The buyouts were made with other people's money, loans that were then transfered to the target company. Then more debt was used to pay huge dividends to Bain Capital. They did make an effort to restructure the company and in some cases the companies survived as private companies after Bain had extracted its pound of flesh. In many cases the companies went bankrupt under the debt load, but that didn't concern Bain, who had already pocketed their payoff.
So this truly is vulture capitalism: enriching one's self by preying on weakened companies. Is this constructive? It's hard to say. It often results in dead-ending investment and employment that might have recovered viability without Bain's "help".
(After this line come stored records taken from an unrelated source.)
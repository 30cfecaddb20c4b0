//! Shared helpers for unit tests.

use std::io::Cursor;

use crate::types::ImageCandidate;

/// Encode a real PNG of the given dimensions
pub fn png_bytes(width: u32, height: u32) -> Vec<u8> {
    let img = image::RgbImage::from_pixel(width, height, image::Rgb([120, 80, 200]));
    let mut bytes = Vec::new();
    img.write_to(&mut Cursor::new(&mut bytes), image::ImageOutputFormat::Png)
        .unwrap();
    bytes
}

/// Wrap raw bytes in a candidate with no title or tags
pub fn candidate_from(bytes: Vec<u8>, source_url: &str) -> ImageCandidate {
    ImageCandidate {
        bytes,
        source_url: source_url.to_string(),
        title: None,
        tags: Vec::new(),
    }
}

/// A candidate with title and tags, for scoring and persistence tests
pub fn tagged_candidate(bytes: Vec<u8>, source_url: &str, title: &str, tags: &[&str]) -> ImageCandidate {
    ImageCandidate {
        bytes,
        source_url: source_url.to_string(),
        title: Some(title.to_string()),
        tags: tags.iter().map(|t| t.to_string()).collect(),
    }
}
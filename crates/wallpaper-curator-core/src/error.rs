use std::path::PathBuf;
use thiserror::Error;

pub type Result<T> = core::result::Result<T, Error>;

/// Custom error types for the wallpaper-curator library
#[derive(Error, Debug)]
pub enum Error {
    /// I/O operation error
    #[error("I/O error: {0}")]
    Io(#[from] std::io::Error),

    /// Image processing error
    #[error("Image processing error: {0}")]
    Image(#[from] image::ImageError),

    /// File not found error
    #[error("File not found: {0}")]
    FileNotFound(PathBuf),

    /// Invalid configuration error
    #[error("Invalid configuration: {0}")]
    Configuration(String),

    /// JSON serialization/deserialization error
    #[error("Serialization error: {0}")]
    Serialization(#[from] serde_json::Error),

    /// A computed filename already exists on disk
    #[error("Filename collision: {0} already exists")]
    NamingCollision(PathBuf),
}
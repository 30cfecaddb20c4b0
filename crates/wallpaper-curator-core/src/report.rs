//! Run-level counters and the final human-readable summary.

use std::fmt;
use std::sync::atomic::{AtomicUsize, Ordering};
use std::time::Duration;

use serde::Serialize;

/// Shared counters bumped by workers during a run.
///
/// Every per-candidate failure is recovered locally and lands in exactly one
/// of these buckets; nothing here aborts the run.
#[derive(Debug, Default)]
pub struct RunCounters {
    pub accepted: AtomicUsize,
    pub duplicates: AtomicUsize,
    pub invalid: AtomicUsize,
    pub fetch_errors: AtomicUsize,
    pub collisions: AtomicUsize,
    pub write_errors: AtomicUsize,
}

impl RunCounters {
    pub fn accepted_count(&self) -> usize {
        self.accepted.load(Ordering::Relaxed)
    }

    /// Atomically reserve one acceptance slot, refusing to exceed `limit`.
    ///
    /// The check and the increment happen in a single atomic update, so two
    /// workers racing on the last slot can never both succeed. A slot
    /// reserved for a candidate that ends up rejected or unwritten must be
    /// handed back with [`release_accept`](Self::release_accept).
    pub fn try_reserve_accept(&self, limit: usize) -> bool {
        self.accepted
            .fetch_update(Ordering::Relaxed, Ordering::Relaxed, |count| {
                if count < limit {
                    Some(count + 1)
                } else {
                    None
                }
            })
            .is_ok()
    }

    /// Hand back a slot whose candidate was not persisted
    pub fn release_accept(&self) {
        self.accepted.fetch_sub(1, Ordering::Relaxed);
    }

    /// Freeze the counters into a report
    pub fn snapshot(&self, elapsed: Duration) -> RunReport {
        RunReport {
            accepted: self.accepted.load(Ordering::Relaxed),
            duplicates: self.duplicates.load(Ordering::Relaxed),
            invalid: self.invalid.load(Ordering::Relaxed),
            fetch_errors: self.fetch_errors.load(Ordering::Relaxed),
            collisions: self.collisions.load(Ordering::Relaxed),
            write_errors: self.write_errors.load(Ordering::Relaxed),
            elapsed_secs: elapsed.as_secs_f64(),
        }
    }
}

/// Immutable summary of a completed run
#[derive(Debug, Clone, Serialize)]
pub struct RunReport {
    pub accepted: usize,
    pub duplicates: usize,
    pub invalid: usize,
    pub fetch_errors: usize,
    pub collisions: usize,
    pub write_errors: usize,
    pub elapsed_secs: f64,
}

impl RunReport {
    /// Total candidates that reached a decision
    pub fn processed(&self) -> usize {
        self.accepted + self.duplicates + self.invalid + self.fetch_errors + self.collisions
            + self.write_errors
    }
}

impl fmt::Display for RunReport {
    fn fmt(&self, f: &mut fmt::Formatter<'_>) -> fmt::Result {
        write!(
            f,
            "accepted {}, duplicates {}, invalid {}, fetch errors {}, \
             naming collisions {}, write errors {} in {:.1}s",
            self.accepted,
            self.duplicates,
            self.invalid,
            self.fetch_errors,
            self.collisions,
            self.write_errors,
            self.elapsed_secs
        )
    }
}

// -- Tests --
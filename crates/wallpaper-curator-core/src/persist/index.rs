//! Category index generation from sidecar files.

use std::fs;
use std::path::{Path, PathBuf};

use log::warn;
use serde::{Deserialize, Serialize};
use walkdir::WalkDir;

use crate::error::Result;
use crate::types::WallpaperRecord;

/// Filename of the per-category index
pub const INDEX_FILE: &str = "index.json";

/// Index of one category directory, regenerated from its sidecars
#[derive(Debug, Serialize, Deserialize)]
pub struct CategoryIndex {
    pub category: String,
    pub count: usize,
    pub wallpapers: Vec<WallpaperRecord>,
}

/// Rebuild the index file for a category directory by scanning its sidecars.
///
/// Unreadable sidecars are skipped with a warning so a single corrupt file
/// cannot block a metadata-repair pass.
pub fn index_category(dir: &Path) -> Result<CategoryIndex> {
    let category = dir
        .file_name()
        .and_then(|n| n.to_str())
        .unwrap_or("unknown")
        .to_string();

    let mut wallpapers: Vec<WallpaperRecord> =
        load_pool(dir)?.into_iter().map(|(_, record)| record).collect();
    wallpapers.sort_by(|a, b| a.id.cmp(&b.id));

    let index = CategoryIndex {
        category,
        count: wallpapers.len(),
        wallpapers,
    };
    fs::write(dir.join(INDEX_FILE), serde_json::to_string_pretty(&index)?)?;
    Ok(index)
}

/// Read every sidecar record under `dir`, returning each with its path.
///
/// Recurses into subdirectories so a pool split by subcategory folders also
/// loads in one call. Index files are ignored.
pub fn load_pool(dir: &Path) -> Result<Vec<(PathBuf, WallpaperRecord)>> {
    let mut records = Vec::new();
    for entry in WalkDir::new(dir).into_iter().filter_map(|e| e.ok()) {
        let path = entry.path();
        if !entry.file_type().is_file() {
            continue;
        }
        if path.extension().and_then(|e| e.to_str()) != Some("json") {
            continue;
        }
        if path.file_name().and_then(|n| n.to_str()) == Some(INDEX_FILE) {
            continue;
        }
        match read_record(path) {
            Ok(record) => records.push((path.to_path_buf(), record)),
            Err(e) => warn!("Skipping unreadable sidecar {}: {}", path.display(), e),
        }
    }
    Ok(records)
}

fn read_record(path: &Path) -> Result<WallpaperRecord> {
    let text = fs::read_to_string(path)?;
    Ok(serde_json::from_str(&text)?)
}
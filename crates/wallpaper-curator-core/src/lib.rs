//! Core functionality for building a curated wallpaper collection.
//!
//! This library provides the foundational components of the pipeline:
//! - Candidate sources (local directories, URL lists)
//! - Content-hash deduplication and size/dimension validation
//! - Collision-safe persistence with JSON metadata sidecars
//! - Quality scoring and diversity-aware best-N selection

// -- External Dependencies --

use crossbeam::channel;
use indicatif::{ProgressBar, ProgressStyle};
use log::{debug, info, warn};

// -- Standard Library --

use std::sync::atomic::{AtomicBool, Ordering};
use std::sync::Arc;
use std::time::Instant;

// -- Internal Modules --

mod error;

// -- Public Re-exports --

pub use config::*;
pub use error::{Error, Result};
pub use types::*;

// -- Public Modules --

pub mod config;
pub mod fetch;
pub mod hash;
pub mod persist;
pub mod rank;
pub mod report;
pub mod seen;
pub mod types;
pub mod validate;

// -- Test Modules --

#[cfg(test)]
pub mod test_utils;

use fetch::CandidateSource;
use persist::Persister;
use report::{RunCounters, RunReport};
use seen::SeenHashSet;
use validate::RejectReason;

/// Main entry point for a collection run.
///
/// Owns the shared state of the pipeline: the seen-hash set, the persister
/// with its sequence counters, and the cooperative shutdown flag.
pub struct Curator {
    config: Config,
    seen: SeenHashSet,
    persister: Persister,
    shutdown: Arc<AtomicBool>,
}

impl Curator {
    /// Create a curator, loading the persisted seen-hash set.
    ///
    /// Fails if the configuration is invalid or the output directory cannot
    /// be created; those are the only unrecoverable setup conditions.
    pub fn new(config: Config) -> Result<Self> {
        config.validate()?;
        std::fs::create_dir_all(&config.output_dir)?;
        let seen = SeenHashSet::load(&config.seen_hashes_path)?;
        let persister = Persister::new(config.output_dir.clone(), config.naming);

        Ok(Self {
            config,
            seen,
            persister,
            shutdown: Arc::new(AtomicBool::new(false)),
        })
    }

    /// Flag checked between candidates; lets a signal handler stop the run
    pub fn shutdown_flag(&self) -> Arc<AtomicBool> {
        Arc::clone(&self.shutdown)
    }

    /// Run the fetch → validate → persist pipeline until the source is
    /// exhausted, `limit` images have been accepted, or shutdown is
    /// requested.
    ///
    /// A feeder thread owns the source and pushes candidates into a bounded
    /// channel; worker threads validate and persist independently, so one
    /// worker's failure never affects the others. The seen-hash set is saved
    /// once at the end; failure to write it is the run's only fatal outcome
    /// past setup.
    pub fn run(
        &self,
        source: Box<dyn CandidateSource>,
        category: &str,
        subcategory: Option<&str>,
        limit: usize,
    ) -> Result<RunReport> {
        let start = Instant::now();
        let counters = RunCounters::default();
        let workers = self.config.worker_count();

        let progress = ProgressBar::new(limit as u64);
        progress.set_style(
            ProgressStyle::default_bar()
                .template("[{elapsed_precise}] {bar:40.cyan/blue} {pos}/{len} {msg}")
                .unwrap()
                .progress_chars("##-"),
        );
        progress.set_message("collecting...");

        let (tx, rx) = channel::bounded::<ImageCandidate>(workers * 2);

        std::thread::scope(|scope| {
            let counters = &counters;
            let shutdown = self.shutdown.as_ref();
            let progress = &progress;

            scope.spawn(move || {
                let mut source = source;
                loop {
                    if shutdown.load(Ordering::Relaxed) || counters.accepted_count() >= limit {
                        break;
                    }
                    match source.next_candidate() {
                        Some(Ok(candidate)) => {
                            if tx.send(candidate).is_err() {
                                break;
                            }
                        }
                        Some(Err(e)) => {
                            warn!("Fetch failed: {e}");
                            counters.fetch_errors.fetch_add(1, Ordering::Relaxed);
                        }
                        None => break,
                    }
                }
                // tx drops here, closing the channel for the workers
            });

            for _ in 0..workers {
                let rx = rx.clone();
                scope.spawn(move || {
                    for candidate in rx.iter() {
                        // Keep draining so the feeder never blocks, but stop
                        // doing work once the run is over
                        if shutdown.load(Ordering::Relaxed)
                            || counters.accepted_count() >= limit
                        {
                            continue;
                        }
                        self.process(candidate, category, subcategory, counters, progress, limit);
                    }
                });
            }
            drop(rx);
        });

        let elapsed = start.elapsed();
        let secs = elapsed.as_secs_f64();
        let rate = if secs > 0.0 {
            counters.accepted_count() as f64 / secs
        } else {
            0.0
        };
        progress.finish_with_message(format!("{:.1} images/sec", rate));

        self.seen.save(&self.config.seen_hashes_path)?;

        let report = counters.snapshot(elapsed);
        info!("Run complete: {report}");
        Ok(report)
    }

    /// Decide one candidate and record the outcome.
    ///
    /// An acceptance slot is reserved atomically up front and released if
    /// the candidate rejects or fails to persist, so the accepted count can
    /// never exceed `limit` no matter how workers interleave.
    fn process(
        &self,
        candidate: ImageCandidate,
        category: &str,
        subcategory: Option<&str>,
        counters: &RunCounters,
        progress: &ProgressBar,
        limit: usize,
    ) {
        if !counters.try_reserve_accept(limit) {
            return;
        }
        match validate::validate(&candidate, &self.config.limits, &self.seen) {
            Ok(accepted) => {
                match self
                    .persister
                    .persist(&candidate, &accepted, category, subcategory)
                {
                    Ok((path, _record)) => {
                        progress.inc(1);
                        debug!("Accepted {} from {}", path.display(), candidate.source_url);
                    }
                    Err(Error::NamingCollision(path)) => {
                        counters.release_accept();
                        warn!(
                            "Filename collision at {}, skipping candidate",
                            path.display()
                        );
                        counters.collisions.fetch_add(1, Ordering::Relaxed);
                    }
                    Err(e) => {
                        counters.release_accept();
                        warn!(
                            "Failed to persist candidate from {}: {e}",
                            candidate.source_url
                        );
                        counters.write_errors.fetch_add(1, Ordering::Relaxed);
                    }
                }
            }
            Err(RejectReason::InvalidImageFormat) => {
                counters.release_accept();
                debug!("Rejected invalid payload from {}", candidate.source_url);
                counters.invalid.fetch_add(1, Ordering::Relaxed);
            }
            Err(RejectReason::DuplicateContent) => {
                counters.release_accept();
                debug!("Rejected duplicate payload from {}", candidate.source_url);
                counters.duplicates.fetch_add(1, Ordering::Relaxed);
            }
        }
    }
}

// -- Tests --

#[cfg(test)]
mod tests {
    use super::*;
    use crate::fetch::DirectorySource;
    use crate::test_utils::png_bytes;
    use crate::validate::ValidationLimits;
    use std::fs;
    use tempfile::tempdir;

    fn test_config(output_dir: &std::path::Path) -> Config {
        Config {
            output_dir: output_dir.to_path_buf(),
            seen_hashes_path: output_dir.join("seen_hashes.json"),
            limits: ValidationLimits {
                min_bytes: 0,
                max_bytes: 10_000_000,
                min_width: 1,
                min_height: 1,
                max_aspect_ratio: 100.0,
            },
            naming: NamingStrategy::Sequential,
            workers: 2,
            fetch_retries: 0,
        }
    }

    #[test]
    fn test_end_to_end_collect_from_directory() {
        let input = tempdir().unwrap();
        for i in 0..4u32 {
            fs::write(
                input.path().join(format!("img{i}.png")),
                png_bytes(10 + i, 20),
            )
            .unwrap();
        }
        // One duplicate payload under a different name and one garbage file
        fs::write(input.path().join("dupe.png"), png_bytes(10, 20)).unwrap();
        fs::write(input.path().join("junk.jpg"), vec![0u8; 512]).unwrap();

        let output = tempdir().unwrap();
        let curator = Curator::new(test_config(output.path())).unwrap();
        let source = Box::new(DirectorySource::new(input.path()).unwrap());
        let report = curator.run(source, "nature", None, 100).unwrap();

        assert_eq!(report.accepted, 4);
        assert_eq!(report.duplicates, 1);
        assert_eq!(report.invalid, 1);
        assert_eq!(report.fetch_errors, 0);

        // Images, sidecars, and the seen-hash file all landed on disk
        let entries = fs::read_dir(output.path().join("nature")).unwrap().count();
        assert_eq!(entries, 8); // 4 images + 4 sidecars
        assert!(output.path().join("seen_hashes.json").exists());
    }

    #[test]
    fn test_second_run_rejects_everything_as_duplicate() {
        let input = tempdir().unwrap();
        fs::write(input.path().join("a.png"), png_bytes(10, 20)).unwrap();
        fs::write(input.path().join("b.png"), png_bytes(11, 20)).unwrap();

        let output = tempdir().unwrap();
        let config = test_config(output.path());

        let first = Curator::new(config.clone()).unwrap();
        let report = first
            .run(
                Box::new(DirectorySource::new(input.path()).unwrap()),
                "nature",
                None,
                100,
            )
            .unwrap();
        assert_eq!(report.accepted, 2);

        // A fresh curator reloads the persisted seen set
        let second = Curator::new(config).unwrap();
        let report = second
            .run(
                Box::new(DirectorySource::new(input.path()).unwrap()),
                "nature",
                None,
                100,
            )
            .unwrap();
        assert_eq!(report.accepted, 0);
        assert_eq!(report.duplicates, 2);
    }

    #[test]
    fn test_limit_stops_the_run() {
        let input = tempdir().unwrap();
        for i in 0..10u32 {
            fs::write(
                input.path().join(format!("img{i:02}.png")),
                png_bytes(10 + i, 20),
            )
            .unwrap();
        }

        let output = tempdir().unwrap();
        let mut config = test_config(output.path());
        config.workers = 1;

        let curator = Curator::new(config).unwrap();
        let source = Box::new(DirectorySource::new(input.path()).unwrap());
        let report = curator.run(source, "nature", None, 3).unwrap();

        assert_eq!(report.accepted, 3);
    }

    #[test]
    fn test_limit_is_never_exceeded_with_concurrent_workers() {
        // Plenty of distinct valid candidates racing on few acceptance slots
        let input = tempdir().unwrap();
        for i in 0..64u32 {
            fs::write(
                input.path().join(format!("img{i:03}.png")),
                png_bytes(10 + i, 20),
            )
            .unwrap();
        }

        for _ in 0..5 {
            let output = tempdir().unwrap();
            let mut config = test_config(output.path());
            config.workers = 8;

            let curator = Curator::new(config).unwrap();
            let source = Box::new(DirectorySource::new(input.path()).unwrap());
            let report = curator.run(source, "nature", None, 3).unwrap();

            assert_eq!(report.accepted, 3);

            // Exactly three images and three sidecars landed on disk
            let entries = fs::read_dir(output.path().join("nature")).unwrap().count();
            assert_eq!(entries, 6);
        }
    }
}
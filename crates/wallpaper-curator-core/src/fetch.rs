//! Candidate sources.
//!
//! The remote image service is an external collaborator; these adapters only
//! turn "somewhere with images" into a stream of [`ImageCandidate`]s. Two
//! concrete sources are provided: a local directory of image files and a
//! plain URL list fetched over HTTP.

use std::fs;
use std::path::{Path, PathBuf};
use std::time::Duration;

use log::debug;
use walkdir::WalkDir;

use crate::error::{Error, Result};
use crate::types::{ImageCandidate, ImageKind};

/// Network-layer failure for a single fetch attempt.
///
/// Fetch failures drop the candidate and are counted in the run report; they
/// never abort the run.
#[derive(Debug, thiserror::Error)]
pub enum FetchError {
    /// Request exceeded the client timeout; retried a fixed number of times
    #[error("request timed out: {0}")]
    Timeout(String),

    /// Any other HTTP failure; never retried
    #[error("request failed: {0}")]
    Http(String),

    /// Local read failure
    #[error("read failed: {0}")]
    Io(#[from] std::io::Error),
}

/// A stream of image candidates.
///
/// The pipeline feeds candidates from a single thread, so implementations
/// only need `Send`, not internal synchronization.
pub trait CandidateSource: Send {
    /// Produce the next candidate, or `None` when the source is exhausted.
    fn next_candidate(&mut self) -> Option<std::result::Result<ImageCandidate, FetchError>>;
}

/// Source backed by a directory of already-downloaded image files.
///
/// Each file becomes one candidate; the file stem is carried as the title.
pub struct DirectorySource {
    files: std::vec::IntoIter<PathBuf>,
}

impl DirectorySource {
    pub fn new(dir: &Path) -> Result<Self> {
        if !dir.exists() {
            return Err(Error::FileNotFound(dir.to_path_buf()));
        }
        let mut files: Vec<PathBuf> = WalkDir::new(dir)
            .into_iter()
            .filter_map(|e| e.ok())
            .filter(|e| e.file_type().is_file())
            .map(|e| e.into_path())
            .filter(|p| has_image_extension(p))
            .collect();
        files.sort();
        debug!("Directory source {} holds {} files", dir.display(), files.len());
        Ok(Self {
            files: files.into_iter(),
        })
    }
}

impl CandidateSource for DirectorySource {
    fn next_candidate(&mut self) -> Option<std::result::Result<ImageCandidate, FetchError>> {
        let path = self.files.next()?;
        Some(read_candidate(&path))
    }
}

fn read_candidate(path: &Path) -> std::result::Result<ImageCandidate, FetchError> {
    let bytes = fs::read(path)?;
    let title = path
        .file_stem()
        .and_then(|s| s.to_str())
        .map(str::to_string);
    Ok(ImageCandidate {
        bytes,
        source_url: format!("file://{}", path.display()),
        title,
        tags: Vec::new(),
    })
}

fn has_image_extension(path: &Path) -> bool {
    path.extension()
        .and_then(|e| e.to_str())
        .and_then(ImageKind::from_extension)
        .is_some()
}

/// Source backed by a list of direct image URLs.
///
/// Issues blocking GETs with a per-request timeout. Timeouts are retried up
/// to `retries` extra attempts; every other failure drops the candidate on
/// the first attempt.
pub struct UrlListSource {
    client: reqwest::blocking::Client,
    urls: std::vec::IntoIter<String>,
    retries: u32,
}

impl UrlListSource {
    /// Build a source from an explicit URL list
    pub fn new(urls: Vec<String>, retries: u32) -> Result<Self> {
        let client = reqwest::blocking::Client::builder()
            .timeout(Duration::from_secs(30))
            .build()
            .map_err(|e| Error::Configuration(format!("failed to build HTTP client: {e}")))?;
        Ok(Self {
            client,
            urls: urls.into_iter(),
            retries,
        })
    }

    /// Read one URL per line; blank lines and `#` comments are skipped
    pub fn from_file(path: &Path, retries: u32) -> Result<Self> {
        let text = fs::read_to_string(path)?;
        let urls: Vec<String> = text
            .lines()
            .map(str::trim)
            .filter(|line| !line.is_empty() && !line.starts_with('#'))
            .map(str::to_string)
            .collect();
        Self::new(urls, retries)
    }

    fn fetch(&self, url: &str) -> std::result::Result<ImageCandidate, FetchError> {
        let mut attempt = 0;
        loop {
            match self.fetch_once(url) {
                Err(FetchError::Timeout(msg)) if attempt < self.retries => {
                    attempt += 1;
                    debug!("Timeout fetching {url} ({msg}), retry {attempt}/{}", self.retries);
                }
                other => return other,
            }
        }
    }

    fn fetch_once(&self, url: &str) -> std::result::Result<ImageCandidate, FetchError> {
        let response = self
            .client
            .get(url)
            .send()
            .and_then(reqwest::blocking::Response::error_for_status)
            .map_err(classify)?;
        let bytes = response.bytes().map_err(classify)?;
        Ok(ImageCandidate {
            bytes: bytes.to_vec(),
            source_url: url.to_string(),
            title: None,
            tags: Vec::new(),
        })
    }
}

impl CandidateSource for UrlListSource {
    fn next_candidate(&mut self) -> Option<std::result::Result<ImageCandidate, FetchError>> {
        let url = self.urls.next()?;
        Some(self.fetch(&url))
    }
}

fn classify(err: reqwest::Error) -> FetchError {
    if err.is_timeout() {
        FetchError::Timeout(err.to_string())
    } else {
        FetchError::Http(err.to_string())
    }
}

// -- Tests --
use chrono::{DateTime, Utc};
use serde::{Deserialize, Deserializer, Serialize, Serializer};
use std::fmt;

/// Image kinds the collection stores
#[derive(Debug, Clone, Copy, PartialEq, Eq, Hash, Serialize, Deserialize)]
pub enum ImageKind {
    Jpeg,
    Png,
    Webp,
}

impl ImageKind {
    /// File extension used when persisting this kind
    pub fn extension(&self) -> &'static str {
        match self {
            Self::Jpeg => "jpg",
            Self::Png => "png",
            Self::Webp => "webp",
        }
    }

    /// Map a decoded format to a storable kind
    pub fn from_image_format(format: image::ImageFormat) -> Option<Self> {
        match format {
            image::ImageFormat::Jpeg => Some(Self::Jpeg),
            image::ImageFormat::Png => Some(Self::Png),
            image::ImageFormat::WebP => Some(Self::Webp),
            _ => None,
        }
    }

    /// Check if a file extension names a storable kind
    pub fn from_extension(ext: &str) -> Option<Self> {
        match ext.to_lowercase().as_str() {
            "jpg" | "jpeg" => Some(Self::Jpeg),
            "png" => Some(Self::Png),
            "webp" => Some(Self::Webp),
            _ => None,
        }
    }
}

/// A fetched image payload under consideration for the collection.
///
/// Transient: created per fetch attempt and discarded after the
/// accept/reject decision.
#[derive(Debug, Clone)]
pub struct ImageCandidate {
    /// Raw image bytes as fetched
    pub bytes: Vec<u8>,

    /// Where the payload came from
    pub source_url: String,

    /// Free-text title if the source provides one
    pub title: Option<String>,

    /// Free-text tags if the source provides them
    pub tags: Vec<String>,
}

/// Content digest used as the duplicate-detection key.
///
/// Computed deterministically over the full byte payload; identical bytes
/// always produce the same hash regardless of source URL.
#[derive(Debug, Clone, Copy, PartialEq, Eq, Hash)]
pub struct ContentHash([u8; 32]);

impl ContentHash {
    /// Compute the digest of a raw payload using the Blake3 algorithm
    pub fn of(bytes: &[u8]) -> Self {
        Self(*blake3::hash(bytes).as_bytes())
    }

    /// Lowercase hex form, as stored in JSON files
    pub fn to_hex(&self) -> String {
        blake3::Hash::from(self.0).to_hex().to_string()
    }

    /// Parse the hex form back into a hash
    pub fn from_hex(s: &str) -> Option<Self> {
        blake3::Hash::from_hex(s).ok().map(|h| Self(*h.as_bytes()))
    }

    /// First 16 hex characters, used for hash-derived filenames
    pub fn short(&self) -> String {
        self.to_hex()[..16].to_string()
    }
}

impl fmt::Display for ContentHash {
    fn fmt(&self, f: &mut fmt::Formatter<'_>) -> fmt::Result {
        f.write_str(&self.to_hex())
    }
}

impl Serialize for ContentHash {
    fn serialize<S: Serializer>(&self, serializer: S) -> core::result::Result<S::Ok, S::Error> {
        serializer.serialize_str(&self.to_hex())
    }
}

impl<'de> Deserialize<'de> for ContentHash {
    fn deserialize<D: Deserializer<'de>>(deserializer: D) -> core::result::Result<Self, D::Error> {
        let s = String::deserialize(deserializer)?;
        Self::from_hex(&s).ok_or_else(|| serde::de::Error::custom("invalid content hash"))
    }
}

/// Persisted metadata for one accepted image, stored as a JSON sidecar
/// next to the image file. Immutable once written except for later
/// metadata-repair passes.
#[derive(Debug, Clone, Serialize, Deserialize)]
pub struct WallpaperRecord {
    /// Filename stem the image was stored under
    pub id: String,

    /// Category directory the image belongs to
    pub category: String,

    /// Title carried over from the source, if any
    pub title: Option<String>,

    /// Tags carried over from the source
    pub tags: Vec<String>,

    /// Payload size in bytes
    pub file_size: u64,

    /// Content hash, hex encoded
    pub hash: ContentHash,

    /// Decoded pixel width
    pub width: u32,

    /// Decoded pixel height
    pub height: u32,

    /// Where the payload came from
    pub source_url: String,

    /// ISO-8601 timestamp of when the record was written
    pub created_at: DateTime<Utc>,

    /// Finer-grained label used for diversity-aware selection
    #[serde(default)]
    pub subcategory: Option<String>,
}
What it certainly is not is creativity and productivity and constructive economic growth. It may be a clever way to get rich using other people's money, but then any kind of con-artist's scam requires one to be clever. Is it admirable? I hardly think so. The role of Bain in the economy is kind of like the role of fungus, worms, and other decomposers who dismantle rotten flesh. Perhaps it's a dirty job that someone must do, but I can't see any reason why it should qualify him to call himself a job creator, or to receive a preferred advantage on his taxation that other hard working citizens do not receive.